[WHAT TO PRODUCE] Please check every line of the listing for "NotFound" and copy each line where it is found.

[ENTRIES SHOWN]
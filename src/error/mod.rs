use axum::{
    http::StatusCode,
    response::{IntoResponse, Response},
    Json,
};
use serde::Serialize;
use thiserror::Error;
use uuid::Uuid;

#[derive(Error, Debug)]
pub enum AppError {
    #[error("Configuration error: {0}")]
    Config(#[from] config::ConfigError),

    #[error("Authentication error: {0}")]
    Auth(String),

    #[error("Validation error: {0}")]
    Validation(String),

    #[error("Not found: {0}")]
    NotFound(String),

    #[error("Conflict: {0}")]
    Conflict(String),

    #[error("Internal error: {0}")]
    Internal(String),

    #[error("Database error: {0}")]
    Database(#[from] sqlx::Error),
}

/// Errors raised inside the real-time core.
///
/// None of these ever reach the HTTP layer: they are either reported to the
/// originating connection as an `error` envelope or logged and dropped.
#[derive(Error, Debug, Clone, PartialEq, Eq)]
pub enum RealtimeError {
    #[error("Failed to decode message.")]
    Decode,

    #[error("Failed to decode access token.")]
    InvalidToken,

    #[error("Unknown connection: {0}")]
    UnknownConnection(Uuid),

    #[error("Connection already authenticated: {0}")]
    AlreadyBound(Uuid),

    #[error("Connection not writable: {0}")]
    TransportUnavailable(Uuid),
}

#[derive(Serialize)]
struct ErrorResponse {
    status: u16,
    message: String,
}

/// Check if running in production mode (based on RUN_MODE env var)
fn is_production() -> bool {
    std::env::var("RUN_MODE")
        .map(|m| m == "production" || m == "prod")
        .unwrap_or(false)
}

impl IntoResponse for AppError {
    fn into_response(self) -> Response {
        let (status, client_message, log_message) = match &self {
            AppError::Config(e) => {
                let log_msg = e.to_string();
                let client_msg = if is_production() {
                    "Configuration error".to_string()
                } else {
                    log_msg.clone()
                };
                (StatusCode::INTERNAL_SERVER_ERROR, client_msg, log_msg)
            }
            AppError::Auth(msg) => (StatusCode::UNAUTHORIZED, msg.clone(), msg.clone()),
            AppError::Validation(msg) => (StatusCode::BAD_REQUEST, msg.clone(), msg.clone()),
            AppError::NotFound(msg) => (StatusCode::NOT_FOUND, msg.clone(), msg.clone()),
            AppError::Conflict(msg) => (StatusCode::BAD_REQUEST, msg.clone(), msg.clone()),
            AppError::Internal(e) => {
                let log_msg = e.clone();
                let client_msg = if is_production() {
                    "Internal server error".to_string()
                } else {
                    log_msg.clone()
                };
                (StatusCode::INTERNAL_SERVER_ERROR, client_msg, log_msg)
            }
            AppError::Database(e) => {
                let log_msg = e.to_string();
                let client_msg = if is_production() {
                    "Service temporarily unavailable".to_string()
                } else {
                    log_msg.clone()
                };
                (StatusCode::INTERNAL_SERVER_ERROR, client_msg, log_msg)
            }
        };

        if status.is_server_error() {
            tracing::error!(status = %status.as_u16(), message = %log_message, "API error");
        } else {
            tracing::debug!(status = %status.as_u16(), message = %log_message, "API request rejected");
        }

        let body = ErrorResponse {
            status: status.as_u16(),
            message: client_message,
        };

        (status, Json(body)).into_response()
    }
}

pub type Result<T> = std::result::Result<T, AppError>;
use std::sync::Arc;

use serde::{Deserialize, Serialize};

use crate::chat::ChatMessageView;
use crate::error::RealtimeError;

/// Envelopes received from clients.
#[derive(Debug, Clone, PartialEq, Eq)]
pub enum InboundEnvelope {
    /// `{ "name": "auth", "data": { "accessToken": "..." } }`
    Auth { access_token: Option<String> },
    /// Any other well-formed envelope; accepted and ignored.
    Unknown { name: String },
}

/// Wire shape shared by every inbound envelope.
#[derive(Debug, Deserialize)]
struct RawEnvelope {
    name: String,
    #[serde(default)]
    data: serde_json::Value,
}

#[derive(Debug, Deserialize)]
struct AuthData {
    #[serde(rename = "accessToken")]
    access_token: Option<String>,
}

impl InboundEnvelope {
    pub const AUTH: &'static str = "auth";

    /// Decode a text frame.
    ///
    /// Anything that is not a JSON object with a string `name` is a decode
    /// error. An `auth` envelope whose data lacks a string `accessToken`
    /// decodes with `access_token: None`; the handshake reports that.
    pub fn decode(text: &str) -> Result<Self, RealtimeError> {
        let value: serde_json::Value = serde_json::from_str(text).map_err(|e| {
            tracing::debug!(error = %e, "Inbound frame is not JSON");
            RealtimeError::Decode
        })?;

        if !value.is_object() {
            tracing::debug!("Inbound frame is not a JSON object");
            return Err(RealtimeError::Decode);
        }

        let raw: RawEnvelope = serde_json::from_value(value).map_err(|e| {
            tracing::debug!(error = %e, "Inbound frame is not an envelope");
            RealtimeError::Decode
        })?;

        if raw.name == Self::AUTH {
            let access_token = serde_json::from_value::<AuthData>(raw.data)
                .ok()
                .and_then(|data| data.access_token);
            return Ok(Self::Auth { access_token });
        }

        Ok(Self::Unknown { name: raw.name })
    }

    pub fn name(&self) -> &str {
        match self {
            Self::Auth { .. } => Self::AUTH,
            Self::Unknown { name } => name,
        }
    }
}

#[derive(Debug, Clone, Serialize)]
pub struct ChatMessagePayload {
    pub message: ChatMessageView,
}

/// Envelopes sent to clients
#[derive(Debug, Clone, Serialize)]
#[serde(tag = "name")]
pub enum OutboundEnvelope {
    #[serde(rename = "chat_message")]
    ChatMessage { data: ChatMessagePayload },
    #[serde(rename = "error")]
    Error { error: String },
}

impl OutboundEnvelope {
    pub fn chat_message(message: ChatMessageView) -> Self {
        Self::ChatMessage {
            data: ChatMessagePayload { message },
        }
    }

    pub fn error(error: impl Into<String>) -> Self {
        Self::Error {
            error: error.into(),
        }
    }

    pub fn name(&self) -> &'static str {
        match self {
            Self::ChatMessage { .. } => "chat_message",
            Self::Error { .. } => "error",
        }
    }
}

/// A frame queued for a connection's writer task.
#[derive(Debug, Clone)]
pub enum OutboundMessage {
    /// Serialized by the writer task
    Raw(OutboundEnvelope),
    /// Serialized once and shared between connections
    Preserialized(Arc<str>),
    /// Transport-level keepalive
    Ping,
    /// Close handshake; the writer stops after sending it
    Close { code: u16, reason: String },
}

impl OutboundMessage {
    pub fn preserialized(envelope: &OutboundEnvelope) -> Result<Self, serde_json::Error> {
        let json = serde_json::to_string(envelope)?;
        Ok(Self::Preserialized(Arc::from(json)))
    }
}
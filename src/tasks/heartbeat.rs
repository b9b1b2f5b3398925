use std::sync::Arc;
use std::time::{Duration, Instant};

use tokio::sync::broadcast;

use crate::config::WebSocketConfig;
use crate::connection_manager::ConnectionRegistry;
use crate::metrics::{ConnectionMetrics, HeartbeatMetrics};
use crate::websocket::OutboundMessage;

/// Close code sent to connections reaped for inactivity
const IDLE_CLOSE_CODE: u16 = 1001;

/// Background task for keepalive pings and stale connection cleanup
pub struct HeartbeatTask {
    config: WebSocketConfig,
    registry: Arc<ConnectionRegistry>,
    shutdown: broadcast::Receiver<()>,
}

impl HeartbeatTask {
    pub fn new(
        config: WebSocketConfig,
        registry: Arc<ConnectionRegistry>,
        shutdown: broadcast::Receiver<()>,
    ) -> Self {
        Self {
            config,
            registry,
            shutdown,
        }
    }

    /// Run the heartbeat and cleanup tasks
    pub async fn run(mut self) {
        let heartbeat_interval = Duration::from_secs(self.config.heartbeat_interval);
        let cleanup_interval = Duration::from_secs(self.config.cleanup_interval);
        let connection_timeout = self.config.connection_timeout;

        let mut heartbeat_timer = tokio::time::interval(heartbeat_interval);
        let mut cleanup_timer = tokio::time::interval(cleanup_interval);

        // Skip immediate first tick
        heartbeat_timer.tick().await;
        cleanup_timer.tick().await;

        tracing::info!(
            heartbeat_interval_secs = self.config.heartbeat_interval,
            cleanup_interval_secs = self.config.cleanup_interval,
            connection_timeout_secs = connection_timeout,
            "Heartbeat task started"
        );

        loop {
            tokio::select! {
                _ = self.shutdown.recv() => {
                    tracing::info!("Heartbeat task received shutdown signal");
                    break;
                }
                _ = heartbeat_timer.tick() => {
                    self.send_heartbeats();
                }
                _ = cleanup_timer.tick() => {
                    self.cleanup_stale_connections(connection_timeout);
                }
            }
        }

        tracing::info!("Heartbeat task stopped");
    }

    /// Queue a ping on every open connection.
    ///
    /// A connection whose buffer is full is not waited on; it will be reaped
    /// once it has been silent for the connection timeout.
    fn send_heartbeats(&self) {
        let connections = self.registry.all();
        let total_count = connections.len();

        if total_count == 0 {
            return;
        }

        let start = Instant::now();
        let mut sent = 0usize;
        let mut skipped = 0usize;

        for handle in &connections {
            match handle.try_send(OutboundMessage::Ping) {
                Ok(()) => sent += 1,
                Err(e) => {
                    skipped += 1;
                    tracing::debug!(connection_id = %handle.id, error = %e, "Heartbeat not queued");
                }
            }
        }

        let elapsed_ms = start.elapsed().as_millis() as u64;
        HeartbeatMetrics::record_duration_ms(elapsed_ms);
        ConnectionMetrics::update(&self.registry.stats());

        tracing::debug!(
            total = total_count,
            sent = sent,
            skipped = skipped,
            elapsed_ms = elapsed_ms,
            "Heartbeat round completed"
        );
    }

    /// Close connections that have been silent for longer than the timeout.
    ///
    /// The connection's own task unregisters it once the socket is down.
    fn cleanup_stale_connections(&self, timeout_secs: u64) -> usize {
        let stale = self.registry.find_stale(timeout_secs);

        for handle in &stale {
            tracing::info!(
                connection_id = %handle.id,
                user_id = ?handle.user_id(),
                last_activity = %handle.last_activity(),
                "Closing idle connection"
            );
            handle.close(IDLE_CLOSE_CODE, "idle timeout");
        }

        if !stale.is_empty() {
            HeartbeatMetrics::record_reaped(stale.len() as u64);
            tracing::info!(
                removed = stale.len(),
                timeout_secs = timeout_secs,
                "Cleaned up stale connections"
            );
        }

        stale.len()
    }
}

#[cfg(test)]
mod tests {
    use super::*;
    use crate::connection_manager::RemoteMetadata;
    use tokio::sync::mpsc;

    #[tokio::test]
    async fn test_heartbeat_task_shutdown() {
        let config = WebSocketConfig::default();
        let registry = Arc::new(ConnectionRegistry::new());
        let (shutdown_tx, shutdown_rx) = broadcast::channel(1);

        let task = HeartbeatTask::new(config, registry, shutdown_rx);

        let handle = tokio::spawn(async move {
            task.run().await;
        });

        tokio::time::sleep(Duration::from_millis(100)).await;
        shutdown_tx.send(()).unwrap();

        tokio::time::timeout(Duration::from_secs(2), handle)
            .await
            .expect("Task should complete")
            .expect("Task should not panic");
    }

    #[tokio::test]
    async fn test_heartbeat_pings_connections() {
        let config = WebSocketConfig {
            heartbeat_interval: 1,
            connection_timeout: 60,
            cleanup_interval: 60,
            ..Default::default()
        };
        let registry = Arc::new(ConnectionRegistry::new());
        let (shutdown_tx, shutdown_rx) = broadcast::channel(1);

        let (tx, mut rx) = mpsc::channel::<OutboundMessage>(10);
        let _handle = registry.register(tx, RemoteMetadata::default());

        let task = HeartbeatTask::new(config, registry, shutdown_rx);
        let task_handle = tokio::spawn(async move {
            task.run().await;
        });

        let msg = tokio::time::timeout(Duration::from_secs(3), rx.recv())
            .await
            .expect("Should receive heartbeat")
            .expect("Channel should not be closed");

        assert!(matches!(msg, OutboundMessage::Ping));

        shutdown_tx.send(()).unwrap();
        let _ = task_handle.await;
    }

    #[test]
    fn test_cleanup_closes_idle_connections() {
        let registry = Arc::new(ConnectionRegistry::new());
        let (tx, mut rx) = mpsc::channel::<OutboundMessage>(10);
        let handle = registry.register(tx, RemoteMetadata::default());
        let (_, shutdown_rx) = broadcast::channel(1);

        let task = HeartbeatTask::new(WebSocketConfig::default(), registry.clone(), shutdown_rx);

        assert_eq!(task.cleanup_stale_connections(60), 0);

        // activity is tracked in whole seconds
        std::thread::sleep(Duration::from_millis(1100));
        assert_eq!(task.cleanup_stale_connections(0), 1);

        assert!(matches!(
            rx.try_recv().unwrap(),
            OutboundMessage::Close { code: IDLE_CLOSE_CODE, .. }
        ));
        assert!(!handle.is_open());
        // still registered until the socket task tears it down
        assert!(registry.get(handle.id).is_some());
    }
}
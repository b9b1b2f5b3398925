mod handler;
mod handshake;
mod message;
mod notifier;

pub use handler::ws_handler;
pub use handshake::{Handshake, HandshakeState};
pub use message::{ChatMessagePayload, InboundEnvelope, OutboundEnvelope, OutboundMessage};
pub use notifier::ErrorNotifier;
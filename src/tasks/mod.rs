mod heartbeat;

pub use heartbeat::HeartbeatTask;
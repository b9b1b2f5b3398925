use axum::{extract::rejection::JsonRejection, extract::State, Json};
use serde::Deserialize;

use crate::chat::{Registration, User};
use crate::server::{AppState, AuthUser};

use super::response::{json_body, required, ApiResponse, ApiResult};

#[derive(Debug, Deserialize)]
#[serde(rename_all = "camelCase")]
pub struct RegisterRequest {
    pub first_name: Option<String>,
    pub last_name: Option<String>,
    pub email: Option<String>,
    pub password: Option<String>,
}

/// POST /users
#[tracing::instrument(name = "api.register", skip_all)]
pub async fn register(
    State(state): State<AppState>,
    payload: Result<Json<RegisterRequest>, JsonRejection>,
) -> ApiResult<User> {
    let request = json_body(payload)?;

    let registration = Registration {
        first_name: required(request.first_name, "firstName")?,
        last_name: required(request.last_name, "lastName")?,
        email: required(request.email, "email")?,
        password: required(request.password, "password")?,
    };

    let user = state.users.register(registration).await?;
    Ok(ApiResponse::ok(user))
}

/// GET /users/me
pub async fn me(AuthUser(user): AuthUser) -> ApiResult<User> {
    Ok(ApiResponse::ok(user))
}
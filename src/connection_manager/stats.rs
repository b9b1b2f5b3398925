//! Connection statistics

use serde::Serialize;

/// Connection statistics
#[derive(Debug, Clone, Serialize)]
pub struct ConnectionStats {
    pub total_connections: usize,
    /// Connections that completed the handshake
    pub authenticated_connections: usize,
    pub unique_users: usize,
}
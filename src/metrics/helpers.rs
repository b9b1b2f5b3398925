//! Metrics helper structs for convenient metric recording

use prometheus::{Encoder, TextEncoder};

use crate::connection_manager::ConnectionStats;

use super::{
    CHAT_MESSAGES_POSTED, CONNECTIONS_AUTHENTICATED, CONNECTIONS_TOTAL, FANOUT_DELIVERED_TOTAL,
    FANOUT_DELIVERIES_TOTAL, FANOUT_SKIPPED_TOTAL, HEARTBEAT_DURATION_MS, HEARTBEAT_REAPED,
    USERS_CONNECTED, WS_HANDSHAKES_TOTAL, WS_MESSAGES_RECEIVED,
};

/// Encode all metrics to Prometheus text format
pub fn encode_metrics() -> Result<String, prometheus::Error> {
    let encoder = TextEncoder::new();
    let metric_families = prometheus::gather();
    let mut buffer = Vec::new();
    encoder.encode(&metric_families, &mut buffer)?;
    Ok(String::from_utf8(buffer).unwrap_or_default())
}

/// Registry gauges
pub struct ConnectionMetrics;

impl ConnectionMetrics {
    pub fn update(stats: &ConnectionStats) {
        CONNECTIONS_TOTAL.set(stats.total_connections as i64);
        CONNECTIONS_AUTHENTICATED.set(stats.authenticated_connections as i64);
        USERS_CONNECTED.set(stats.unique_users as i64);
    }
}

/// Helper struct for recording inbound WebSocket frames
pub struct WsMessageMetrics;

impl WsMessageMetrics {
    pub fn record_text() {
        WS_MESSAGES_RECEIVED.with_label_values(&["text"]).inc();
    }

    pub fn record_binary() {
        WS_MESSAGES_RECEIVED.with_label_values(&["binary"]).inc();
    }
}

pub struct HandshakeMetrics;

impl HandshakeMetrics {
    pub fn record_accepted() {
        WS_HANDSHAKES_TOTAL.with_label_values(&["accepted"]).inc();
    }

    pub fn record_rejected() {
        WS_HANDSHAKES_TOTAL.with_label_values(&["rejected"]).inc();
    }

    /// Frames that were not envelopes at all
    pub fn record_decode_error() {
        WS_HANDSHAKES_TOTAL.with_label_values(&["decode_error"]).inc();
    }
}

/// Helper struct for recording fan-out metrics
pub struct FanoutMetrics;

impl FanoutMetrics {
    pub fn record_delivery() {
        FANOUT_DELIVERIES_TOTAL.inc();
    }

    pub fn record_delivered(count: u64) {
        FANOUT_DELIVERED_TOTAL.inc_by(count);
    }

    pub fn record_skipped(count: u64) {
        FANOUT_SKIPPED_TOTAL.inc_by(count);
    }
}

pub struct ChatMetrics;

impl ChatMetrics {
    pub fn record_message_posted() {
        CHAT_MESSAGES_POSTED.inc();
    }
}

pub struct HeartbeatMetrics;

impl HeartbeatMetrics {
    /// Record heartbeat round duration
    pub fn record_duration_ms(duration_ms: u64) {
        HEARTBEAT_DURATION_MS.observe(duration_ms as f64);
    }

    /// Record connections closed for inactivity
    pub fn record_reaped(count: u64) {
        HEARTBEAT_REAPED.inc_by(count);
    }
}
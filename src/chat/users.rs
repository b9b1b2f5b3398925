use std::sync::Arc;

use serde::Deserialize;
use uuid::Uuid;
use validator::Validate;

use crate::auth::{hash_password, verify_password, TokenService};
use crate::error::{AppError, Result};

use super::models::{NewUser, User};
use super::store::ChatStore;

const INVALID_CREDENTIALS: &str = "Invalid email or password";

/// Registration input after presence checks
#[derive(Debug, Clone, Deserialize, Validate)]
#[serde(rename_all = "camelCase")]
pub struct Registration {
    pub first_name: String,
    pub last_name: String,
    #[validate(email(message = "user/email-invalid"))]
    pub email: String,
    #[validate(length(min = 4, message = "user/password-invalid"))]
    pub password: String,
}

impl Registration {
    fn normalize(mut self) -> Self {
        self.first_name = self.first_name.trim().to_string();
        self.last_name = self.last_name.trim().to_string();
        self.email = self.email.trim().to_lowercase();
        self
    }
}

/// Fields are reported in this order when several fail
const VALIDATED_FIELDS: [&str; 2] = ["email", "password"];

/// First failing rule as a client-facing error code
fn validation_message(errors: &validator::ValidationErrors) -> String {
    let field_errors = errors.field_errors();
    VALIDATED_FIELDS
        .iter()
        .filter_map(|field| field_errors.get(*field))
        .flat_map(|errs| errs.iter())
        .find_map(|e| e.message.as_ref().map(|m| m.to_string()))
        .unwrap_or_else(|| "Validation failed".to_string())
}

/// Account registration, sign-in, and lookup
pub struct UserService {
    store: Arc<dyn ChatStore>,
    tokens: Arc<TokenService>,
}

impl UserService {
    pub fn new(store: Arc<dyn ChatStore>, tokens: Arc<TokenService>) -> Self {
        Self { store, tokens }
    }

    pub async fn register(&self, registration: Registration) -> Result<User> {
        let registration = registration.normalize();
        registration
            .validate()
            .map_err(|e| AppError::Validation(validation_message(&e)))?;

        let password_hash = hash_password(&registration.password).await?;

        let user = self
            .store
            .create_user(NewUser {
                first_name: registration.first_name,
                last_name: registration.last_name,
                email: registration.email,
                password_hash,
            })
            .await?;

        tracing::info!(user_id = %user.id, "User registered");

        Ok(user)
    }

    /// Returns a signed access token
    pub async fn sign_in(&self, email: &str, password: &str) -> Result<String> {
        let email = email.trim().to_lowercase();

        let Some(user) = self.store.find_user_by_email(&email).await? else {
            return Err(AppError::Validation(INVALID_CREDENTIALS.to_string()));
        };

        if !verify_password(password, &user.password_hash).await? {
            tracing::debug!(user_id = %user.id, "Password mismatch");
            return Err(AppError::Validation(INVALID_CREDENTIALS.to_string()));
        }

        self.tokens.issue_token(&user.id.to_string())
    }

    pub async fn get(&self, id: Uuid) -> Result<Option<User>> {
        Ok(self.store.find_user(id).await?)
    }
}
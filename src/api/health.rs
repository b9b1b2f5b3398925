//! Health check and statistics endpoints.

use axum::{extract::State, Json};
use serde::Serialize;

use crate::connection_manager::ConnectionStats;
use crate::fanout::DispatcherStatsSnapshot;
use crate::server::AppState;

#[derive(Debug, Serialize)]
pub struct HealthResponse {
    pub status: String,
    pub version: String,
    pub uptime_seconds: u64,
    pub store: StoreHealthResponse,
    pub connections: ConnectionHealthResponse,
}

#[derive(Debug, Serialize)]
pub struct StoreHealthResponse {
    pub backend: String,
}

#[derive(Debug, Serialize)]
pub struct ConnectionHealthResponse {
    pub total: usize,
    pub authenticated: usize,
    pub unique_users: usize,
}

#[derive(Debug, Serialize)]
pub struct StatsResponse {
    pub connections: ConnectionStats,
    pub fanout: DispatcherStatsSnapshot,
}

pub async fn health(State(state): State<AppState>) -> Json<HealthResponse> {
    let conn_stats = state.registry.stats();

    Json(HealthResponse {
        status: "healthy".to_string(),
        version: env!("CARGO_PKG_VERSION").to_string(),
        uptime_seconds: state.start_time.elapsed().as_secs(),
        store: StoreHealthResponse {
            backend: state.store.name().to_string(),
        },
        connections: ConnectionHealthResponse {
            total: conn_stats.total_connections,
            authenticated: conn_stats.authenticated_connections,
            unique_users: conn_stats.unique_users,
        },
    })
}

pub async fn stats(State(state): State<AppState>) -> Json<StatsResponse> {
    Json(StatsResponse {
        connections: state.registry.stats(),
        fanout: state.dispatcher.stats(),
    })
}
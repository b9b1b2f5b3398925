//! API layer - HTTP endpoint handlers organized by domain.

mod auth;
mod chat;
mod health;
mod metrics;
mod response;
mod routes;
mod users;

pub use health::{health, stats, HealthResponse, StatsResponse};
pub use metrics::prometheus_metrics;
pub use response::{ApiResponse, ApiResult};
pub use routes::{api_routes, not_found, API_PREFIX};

[PROBLEM SOLUTION]
    NotFound(String),
            AppError::NotFound(msg) => (StatusCode::NOT_FOUND, msg.clone(), msg.clone()),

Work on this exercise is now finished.